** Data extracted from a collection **
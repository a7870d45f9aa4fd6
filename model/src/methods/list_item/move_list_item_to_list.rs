use crate::JsonRpcRequest;
use std::{
    convert::{TryFrom, TryInto},
    error::Error,
    fmt::Display,
};
use uuid::Uuid;

pub use super::PlacementResult as MethodResult;

/// Move a list item into the list `list_id`, at `position`.
#[derive(Clone, Debug, serde::Serialize, serde::Deserialize)]
#[serde(try_from = "ParamsBuilder")]
#[non_exhaustive]
pub struct Params {
    pub id: Uuid,
    pub list_id: Uuid,
    pub position: i32,
}

impl Params {
    pub fn new(id: Uuid, list_id: Uuid, position: i32) -> Self {
        Self {
            id,
            list_id,
            position,
        }
    }
}

impl TryFrom<JsonRpcRequest> for Params {
    type Error = InvalidParams;

    fn try_from(request: JsonRpcRequest) -> Result<Self, Self::Error> {
        let builder: ParamsBuilder =
            crate::parse_params(request).map_err(InvalidParams::InvalidFormat)?;
        builder.try_into()
    }
}

impl TryFrom<ParamsBuilder> for Params {
    type Error = InvalidParams;

    fn try_from(builder: ParamsBuilder) -> Result<Self, Self::Error> {
        Ok(Params::new(builder.id, builder.list_id, builder.position))
    }
}

#[derive(serde::Deserialize)]
struct ParamsBuilder {
    id: Uuid,
    list_id: Uuid,
    position: i32,
}

#[derive(Debug)]
pub enum InvalidParams {
    InvalidFormat(serde_json::Error),
}

impl Error for InvalidParams {}

impl Display for InvalidParams {
    fn fmt(&self, f: &mut std::fmt::Formatter<'_>) -> std::fmt::Result {
        let output = match self {
            InvalidParams::InvalidFormat(serde_error) => {
                crate::invalid_params_serde_message(serde_error)
            }
        };
        write!(f, "{}", output)
    }
}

** Instructions to follow **
Copy out every record exactly.

** Finished task **
repository a7870d45f9aa4fd6
filename model/src/methods/list_item/move_list_item_to_list.rs
use crate::JsonRpcRequest;
use std::{
    convert::{TryFrom, TryInto},
    error::Error,
    fmt::Display,
};
use uuid::Uuid;

pub use super::PlacementResult as MethodResult;

/// Move a list item into the list `list_id`, at `position`.
#[derive(Clone, Debug, serde::Serialize, serde::Deserialize)]
#[serde(try_from = "ParamsBuilder")]
#[non_exhaustive]
pub struct Params {
    pub id: Uuid,
    pub list_id: Uuid,
    pub position: i32,
}

impl Params {
    pub fn new(id: Uuid, list_id: Uuid, position: i32) -> Self {
        Self {
            id,
            list_id,
            position,
        }
    }
}

impl TryFrom<JsonRpcRequest> for Params {
    type Error = InvalidParams;

    fn try_from(request: JsonRpcRequest) -> Result<Self, Self::Error> {
        let builder: ParamsBuilder =
            crate::parse_params(request).map_err(InvalidParams::InvalidFormat)?;
        builder.try_into()
    }
}

impl TryFrom<ParamsBuilder> for Params {
    type Error = InvalidParams;

    fn try_from(builder: ParamsBuilder) -> Result<Self, Self::Error> {
        Ok(Params::new(builder.id, builder.list_id, builder.position))
    }
}

#[derive(serde::Deserialize)]
struct ParamsBuilder {
    id: Uuid,
    list_id: Uuid,
    position: i32,
}

#[derive(Debug)]
pub enum InvalidParams {
    InvalidFormat(serde_json::Error),
}

impl Error for InvalidParams {}

impl Display for InvalidParams {
    fn fmt(&self, f: &mut std::fmt::Formatter<'_>) -> std::fmt::Result {
        let output = match self {
            InvalidParams::InvalidFormat(serde_error) => {
                crate::invalid_params_serde_message(serde_error)
            }
        };
        write!(f, "{}", output)
    }
}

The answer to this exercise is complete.